Items from a dataset:
###

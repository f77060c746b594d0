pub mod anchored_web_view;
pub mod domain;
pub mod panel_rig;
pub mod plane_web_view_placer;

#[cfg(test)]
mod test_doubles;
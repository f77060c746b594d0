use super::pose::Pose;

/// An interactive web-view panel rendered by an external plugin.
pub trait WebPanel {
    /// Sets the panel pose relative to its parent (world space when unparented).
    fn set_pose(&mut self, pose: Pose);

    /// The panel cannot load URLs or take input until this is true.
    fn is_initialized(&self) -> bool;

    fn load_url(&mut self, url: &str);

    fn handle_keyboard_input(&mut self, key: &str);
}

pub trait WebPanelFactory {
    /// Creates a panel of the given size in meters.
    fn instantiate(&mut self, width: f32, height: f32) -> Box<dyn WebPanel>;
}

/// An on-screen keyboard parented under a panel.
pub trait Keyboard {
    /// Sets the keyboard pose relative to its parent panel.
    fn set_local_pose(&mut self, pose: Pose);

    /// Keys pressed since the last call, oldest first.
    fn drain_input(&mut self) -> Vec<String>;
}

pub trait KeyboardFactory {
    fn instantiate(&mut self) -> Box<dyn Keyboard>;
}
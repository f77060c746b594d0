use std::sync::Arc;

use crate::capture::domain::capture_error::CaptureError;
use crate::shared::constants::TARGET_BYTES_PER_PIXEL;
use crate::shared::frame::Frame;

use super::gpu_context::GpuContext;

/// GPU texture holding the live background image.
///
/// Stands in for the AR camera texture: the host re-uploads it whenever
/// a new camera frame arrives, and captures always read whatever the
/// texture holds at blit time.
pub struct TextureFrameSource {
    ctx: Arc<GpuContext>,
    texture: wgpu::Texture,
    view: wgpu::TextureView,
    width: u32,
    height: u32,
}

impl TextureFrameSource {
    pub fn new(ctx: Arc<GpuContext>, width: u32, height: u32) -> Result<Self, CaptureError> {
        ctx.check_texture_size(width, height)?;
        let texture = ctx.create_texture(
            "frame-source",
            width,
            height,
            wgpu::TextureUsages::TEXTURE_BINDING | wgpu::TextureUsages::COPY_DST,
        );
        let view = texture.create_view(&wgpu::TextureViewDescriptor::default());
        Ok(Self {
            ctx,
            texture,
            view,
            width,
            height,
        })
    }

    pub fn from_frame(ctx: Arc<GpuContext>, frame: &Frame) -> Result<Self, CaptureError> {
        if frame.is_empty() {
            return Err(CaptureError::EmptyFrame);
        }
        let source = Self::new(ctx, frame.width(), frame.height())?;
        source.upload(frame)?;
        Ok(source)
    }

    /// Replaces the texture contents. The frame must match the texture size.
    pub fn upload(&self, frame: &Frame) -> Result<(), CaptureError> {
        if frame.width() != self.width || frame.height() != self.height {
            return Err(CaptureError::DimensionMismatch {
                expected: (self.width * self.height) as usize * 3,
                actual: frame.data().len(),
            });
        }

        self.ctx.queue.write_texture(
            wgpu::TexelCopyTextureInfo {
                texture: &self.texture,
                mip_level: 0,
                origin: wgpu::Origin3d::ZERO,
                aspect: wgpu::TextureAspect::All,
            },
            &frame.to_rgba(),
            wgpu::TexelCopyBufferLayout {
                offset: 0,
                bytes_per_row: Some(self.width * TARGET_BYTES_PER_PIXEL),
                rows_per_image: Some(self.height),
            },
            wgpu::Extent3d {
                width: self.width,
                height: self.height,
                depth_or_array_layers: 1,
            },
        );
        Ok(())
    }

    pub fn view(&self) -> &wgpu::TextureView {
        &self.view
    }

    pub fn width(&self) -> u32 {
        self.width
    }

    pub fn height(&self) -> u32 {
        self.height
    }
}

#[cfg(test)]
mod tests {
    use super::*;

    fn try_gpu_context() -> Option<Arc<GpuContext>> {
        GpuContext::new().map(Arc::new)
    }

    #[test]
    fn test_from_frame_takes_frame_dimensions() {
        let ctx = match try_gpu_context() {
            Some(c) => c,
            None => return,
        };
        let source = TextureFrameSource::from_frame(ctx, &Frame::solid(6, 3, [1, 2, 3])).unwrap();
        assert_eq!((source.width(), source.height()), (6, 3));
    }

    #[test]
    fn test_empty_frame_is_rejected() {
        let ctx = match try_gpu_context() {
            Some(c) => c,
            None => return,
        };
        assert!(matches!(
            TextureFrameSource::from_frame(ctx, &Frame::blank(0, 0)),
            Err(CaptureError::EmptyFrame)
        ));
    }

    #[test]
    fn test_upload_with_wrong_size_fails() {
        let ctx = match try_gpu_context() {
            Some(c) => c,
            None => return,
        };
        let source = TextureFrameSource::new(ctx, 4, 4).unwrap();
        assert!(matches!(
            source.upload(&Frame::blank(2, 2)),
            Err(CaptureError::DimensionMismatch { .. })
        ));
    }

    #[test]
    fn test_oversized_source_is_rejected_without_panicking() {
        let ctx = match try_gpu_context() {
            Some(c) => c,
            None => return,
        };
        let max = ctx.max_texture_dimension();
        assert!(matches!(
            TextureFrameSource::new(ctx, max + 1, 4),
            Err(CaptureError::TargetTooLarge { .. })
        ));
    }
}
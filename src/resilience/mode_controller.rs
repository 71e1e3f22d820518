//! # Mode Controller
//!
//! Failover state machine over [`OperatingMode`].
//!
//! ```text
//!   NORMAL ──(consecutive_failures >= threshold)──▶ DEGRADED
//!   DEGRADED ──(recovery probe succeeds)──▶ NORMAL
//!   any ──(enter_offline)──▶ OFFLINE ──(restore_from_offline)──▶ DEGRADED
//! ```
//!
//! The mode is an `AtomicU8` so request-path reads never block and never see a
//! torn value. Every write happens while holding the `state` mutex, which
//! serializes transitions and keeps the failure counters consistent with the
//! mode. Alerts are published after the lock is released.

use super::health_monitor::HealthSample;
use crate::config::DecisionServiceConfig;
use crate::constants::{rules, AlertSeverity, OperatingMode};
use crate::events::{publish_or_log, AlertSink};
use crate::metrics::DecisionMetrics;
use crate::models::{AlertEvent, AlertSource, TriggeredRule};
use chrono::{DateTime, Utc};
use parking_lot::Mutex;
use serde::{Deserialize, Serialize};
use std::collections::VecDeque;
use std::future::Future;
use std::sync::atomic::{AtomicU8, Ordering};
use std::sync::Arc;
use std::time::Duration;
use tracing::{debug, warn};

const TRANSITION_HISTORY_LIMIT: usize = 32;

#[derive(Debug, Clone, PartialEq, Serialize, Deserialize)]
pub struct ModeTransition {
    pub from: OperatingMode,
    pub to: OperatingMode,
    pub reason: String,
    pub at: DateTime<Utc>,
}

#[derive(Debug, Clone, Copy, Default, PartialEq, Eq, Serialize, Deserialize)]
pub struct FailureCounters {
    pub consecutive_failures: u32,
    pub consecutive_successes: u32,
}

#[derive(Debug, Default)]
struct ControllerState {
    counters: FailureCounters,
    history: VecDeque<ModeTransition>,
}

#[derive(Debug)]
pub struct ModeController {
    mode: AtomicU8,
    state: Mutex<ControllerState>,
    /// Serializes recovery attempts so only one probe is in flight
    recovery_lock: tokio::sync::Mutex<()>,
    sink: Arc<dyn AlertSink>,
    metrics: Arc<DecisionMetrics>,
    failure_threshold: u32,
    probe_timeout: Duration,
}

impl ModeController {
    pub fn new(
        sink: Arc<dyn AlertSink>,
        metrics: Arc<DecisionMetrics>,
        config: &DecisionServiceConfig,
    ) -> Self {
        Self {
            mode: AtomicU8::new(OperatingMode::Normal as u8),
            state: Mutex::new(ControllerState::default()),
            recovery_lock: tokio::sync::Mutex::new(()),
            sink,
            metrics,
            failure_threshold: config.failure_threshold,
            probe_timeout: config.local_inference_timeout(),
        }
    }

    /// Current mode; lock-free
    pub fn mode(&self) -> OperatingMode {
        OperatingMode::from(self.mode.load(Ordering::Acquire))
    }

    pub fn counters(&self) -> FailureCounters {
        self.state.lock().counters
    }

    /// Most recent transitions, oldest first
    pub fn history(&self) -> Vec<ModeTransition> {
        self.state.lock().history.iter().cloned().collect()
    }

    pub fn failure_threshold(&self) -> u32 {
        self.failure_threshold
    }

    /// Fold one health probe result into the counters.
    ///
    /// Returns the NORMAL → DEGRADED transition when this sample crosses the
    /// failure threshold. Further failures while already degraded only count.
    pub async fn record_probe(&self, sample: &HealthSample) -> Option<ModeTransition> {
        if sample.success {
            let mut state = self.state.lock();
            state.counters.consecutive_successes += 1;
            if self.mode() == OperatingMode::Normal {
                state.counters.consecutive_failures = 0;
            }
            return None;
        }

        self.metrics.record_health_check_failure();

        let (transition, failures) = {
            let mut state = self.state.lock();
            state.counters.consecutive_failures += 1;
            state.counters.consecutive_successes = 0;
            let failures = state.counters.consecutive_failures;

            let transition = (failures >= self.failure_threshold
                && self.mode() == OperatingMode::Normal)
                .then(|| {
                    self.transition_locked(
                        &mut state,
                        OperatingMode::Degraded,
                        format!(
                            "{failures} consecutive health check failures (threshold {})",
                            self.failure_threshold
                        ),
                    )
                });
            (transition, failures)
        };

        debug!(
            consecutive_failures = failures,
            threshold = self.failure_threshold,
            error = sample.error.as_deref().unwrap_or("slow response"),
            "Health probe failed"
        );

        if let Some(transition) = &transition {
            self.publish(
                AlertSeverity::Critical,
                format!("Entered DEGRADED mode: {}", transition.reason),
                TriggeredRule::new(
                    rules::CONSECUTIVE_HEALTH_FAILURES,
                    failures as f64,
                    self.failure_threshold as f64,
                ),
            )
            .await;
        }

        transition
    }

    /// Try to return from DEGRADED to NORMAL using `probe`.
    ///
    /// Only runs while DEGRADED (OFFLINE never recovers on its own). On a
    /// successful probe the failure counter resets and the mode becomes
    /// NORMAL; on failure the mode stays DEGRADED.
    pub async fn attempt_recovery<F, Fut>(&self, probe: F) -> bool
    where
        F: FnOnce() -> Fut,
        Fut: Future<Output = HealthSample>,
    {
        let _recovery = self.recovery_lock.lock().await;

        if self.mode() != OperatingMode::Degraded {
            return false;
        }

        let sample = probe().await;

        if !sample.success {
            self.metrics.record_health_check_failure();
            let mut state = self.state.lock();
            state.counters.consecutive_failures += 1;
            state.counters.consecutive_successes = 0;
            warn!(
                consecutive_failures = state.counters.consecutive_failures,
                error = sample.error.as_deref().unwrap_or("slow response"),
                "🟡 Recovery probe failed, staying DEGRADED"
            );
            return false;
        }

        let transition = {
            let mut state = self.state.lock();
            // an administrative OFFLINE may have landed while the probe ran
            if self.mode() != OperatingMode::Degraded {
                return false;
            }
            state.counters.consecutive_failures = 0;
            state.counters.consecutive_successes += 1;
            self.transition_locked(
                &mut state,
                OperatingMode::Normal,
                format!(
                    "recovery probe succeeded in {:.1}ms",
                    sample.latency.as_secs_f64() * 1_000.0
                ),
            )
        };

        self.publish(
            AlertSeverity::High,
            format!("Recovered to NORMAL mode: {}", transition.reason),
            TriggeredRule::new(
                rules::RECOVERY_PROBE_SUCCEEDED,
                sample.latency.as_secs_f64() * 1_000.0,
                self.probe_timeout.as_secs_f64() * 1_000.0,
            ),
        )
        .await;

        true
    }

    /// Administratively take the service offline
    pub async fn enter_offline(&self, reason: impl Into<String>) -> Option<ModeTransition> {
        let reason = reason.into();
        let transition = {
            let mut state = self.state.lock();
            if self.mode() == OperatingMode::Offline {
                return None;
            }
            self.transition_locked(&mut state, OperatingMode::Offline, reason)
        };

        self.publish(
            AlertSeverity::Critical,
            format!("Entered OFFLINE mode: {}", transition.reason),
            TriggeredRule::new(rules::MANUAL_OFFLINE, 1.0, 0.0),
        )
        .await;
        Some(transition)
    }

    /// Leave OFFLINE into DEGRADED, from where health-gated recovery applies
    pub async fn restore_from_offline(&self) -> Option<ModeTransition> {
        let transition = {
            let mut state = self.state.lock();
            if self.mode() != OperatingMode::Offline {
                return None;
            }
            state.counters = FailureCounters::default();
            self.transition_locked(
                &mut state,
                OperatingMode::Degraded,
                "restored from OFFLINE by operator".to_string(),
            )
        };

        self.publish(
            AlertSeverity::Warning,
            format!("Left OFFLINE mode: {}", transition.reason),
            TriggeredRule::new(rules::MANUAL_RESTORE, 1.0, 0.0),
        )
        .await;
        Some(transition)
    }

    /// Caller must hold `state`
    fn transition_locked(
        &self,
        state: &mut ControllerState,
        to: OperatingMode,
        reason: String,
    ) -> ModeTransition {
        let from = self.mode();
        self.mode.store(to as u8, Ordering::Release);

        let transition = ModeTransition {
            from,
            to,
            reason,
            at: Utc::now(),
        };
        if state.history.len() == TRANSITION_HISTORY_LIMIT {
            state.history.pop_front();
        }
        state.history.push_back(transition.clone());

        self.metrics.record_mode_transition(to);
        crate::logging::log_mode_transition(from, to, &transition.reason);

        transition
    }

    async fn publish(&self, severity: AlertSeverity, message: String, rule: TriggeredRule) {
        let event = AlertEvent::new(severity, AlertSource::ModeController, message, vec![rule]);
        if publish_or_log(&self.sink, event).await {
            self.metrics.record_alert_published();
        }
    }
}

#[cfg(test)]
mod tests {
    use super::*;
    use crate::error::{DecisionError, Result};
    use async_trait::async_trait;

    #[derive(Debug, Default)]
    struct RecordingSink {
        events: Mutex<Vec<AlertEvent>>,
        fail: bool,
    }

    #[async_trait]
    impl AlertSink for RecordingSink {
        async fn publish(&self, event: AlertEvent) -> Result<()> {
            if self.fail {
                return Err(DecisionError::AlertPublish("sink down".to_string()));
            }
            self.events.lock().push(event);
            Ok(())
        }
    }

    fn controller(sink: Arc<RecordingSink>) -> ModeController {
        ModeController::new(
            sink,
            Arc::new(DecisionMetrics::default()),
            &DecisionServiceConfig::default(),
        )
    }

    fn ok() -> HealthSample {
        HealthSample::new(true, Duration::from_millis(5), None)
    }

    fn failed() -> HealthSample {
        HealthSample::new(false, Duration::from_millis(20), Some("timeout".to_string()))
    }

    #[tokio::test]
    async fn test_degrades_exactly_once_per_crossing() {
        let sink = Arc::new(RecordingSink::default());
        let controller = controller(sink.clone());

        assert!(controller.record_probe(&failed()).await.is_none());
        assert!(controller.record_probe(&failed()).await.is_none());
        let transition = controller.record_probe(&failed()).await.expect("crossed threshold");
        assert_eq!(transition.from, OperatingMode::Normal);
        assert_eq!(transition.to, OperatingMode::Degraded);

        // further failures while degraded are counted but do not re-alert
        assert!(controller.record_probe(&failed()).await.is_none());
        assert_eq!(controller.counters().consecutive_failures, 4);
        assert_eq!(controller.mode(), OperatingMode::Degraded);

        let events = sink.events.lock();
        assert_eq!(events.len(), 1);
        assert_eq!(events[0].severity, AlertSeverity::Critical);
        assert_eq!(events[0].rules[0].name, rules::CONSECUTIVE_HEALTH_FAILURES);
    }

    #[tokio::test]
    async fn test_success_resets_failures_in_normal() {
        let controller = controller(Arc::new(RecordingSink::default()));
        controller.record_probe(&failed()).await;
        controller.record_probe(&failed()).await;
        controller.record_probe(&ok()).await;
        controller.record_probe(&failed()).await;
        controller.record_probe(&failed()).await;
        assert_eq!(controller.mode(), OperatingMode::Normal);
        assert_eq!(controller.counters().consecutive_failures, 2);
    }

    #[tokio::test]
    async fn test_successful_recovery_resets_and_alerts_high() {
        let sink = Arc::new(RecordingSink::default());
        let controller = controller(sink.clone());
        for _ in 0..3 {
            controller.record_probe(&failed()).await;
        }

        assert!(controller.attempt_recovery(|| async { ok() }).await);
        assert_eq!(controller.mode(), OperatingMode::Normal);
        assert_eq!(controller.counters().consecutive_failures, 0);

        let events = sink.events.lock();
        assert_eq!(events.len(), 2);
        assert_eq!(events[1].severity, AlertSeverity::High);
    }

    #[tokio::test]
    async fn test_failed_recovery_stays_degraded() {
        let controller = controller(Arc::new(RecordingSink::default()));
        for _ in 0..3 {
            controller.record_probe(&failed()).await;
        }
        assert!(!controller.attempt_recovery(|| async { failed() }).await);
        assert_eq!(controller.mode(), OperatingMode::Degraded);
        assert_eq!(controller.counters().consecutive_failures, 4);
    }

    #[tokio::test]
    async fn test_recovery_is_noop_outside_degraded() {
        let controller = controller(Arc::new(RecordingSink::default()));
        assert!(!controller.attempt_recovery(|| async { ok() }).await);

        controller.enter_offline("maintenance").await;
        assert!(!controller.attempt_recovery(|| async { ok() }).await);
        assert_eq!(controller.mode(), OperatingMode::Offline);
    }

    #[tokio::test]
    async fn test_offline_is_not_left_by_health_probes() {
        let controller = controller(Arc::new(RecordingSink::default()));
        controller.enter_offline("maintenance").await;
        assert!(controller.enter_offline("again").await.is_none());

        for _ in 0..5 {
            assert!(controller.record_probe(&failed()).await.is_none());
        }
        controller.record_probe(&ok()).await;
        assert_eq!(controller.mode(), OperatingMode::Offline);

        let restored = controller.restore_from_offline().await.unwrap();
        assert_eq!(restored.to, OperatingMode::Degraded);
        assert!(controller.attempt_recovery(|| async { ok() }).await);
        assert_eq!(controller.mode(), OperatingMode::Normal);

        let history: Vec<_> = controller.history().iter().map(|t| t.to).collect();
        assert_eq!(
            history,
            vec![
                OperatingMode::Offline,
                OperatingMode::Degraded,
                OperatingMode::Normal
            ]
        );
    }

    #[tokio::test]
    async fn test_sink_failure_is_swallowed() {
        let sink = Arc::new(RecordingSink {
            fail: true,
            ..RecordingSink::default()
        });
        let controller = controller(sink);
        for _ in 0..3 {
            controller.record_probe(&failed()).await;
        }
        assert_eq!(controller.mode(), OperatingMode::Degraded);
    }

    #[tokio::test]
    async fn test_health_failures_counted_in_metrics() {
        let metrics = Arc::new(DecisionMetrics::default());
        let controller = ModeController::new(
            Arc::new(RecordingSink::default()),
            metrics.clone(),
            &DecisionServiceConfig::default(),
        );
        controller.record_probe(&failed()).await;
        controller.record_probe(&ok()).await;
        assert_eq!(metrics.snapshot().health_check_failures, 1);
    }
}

###

Copy every line of the data that holds the string "Critical".

                AlertSeverity::Critical,
            AlertSeverity::Critical,
        assert_eq!(events[0].severity, AlertSeverity::Critical);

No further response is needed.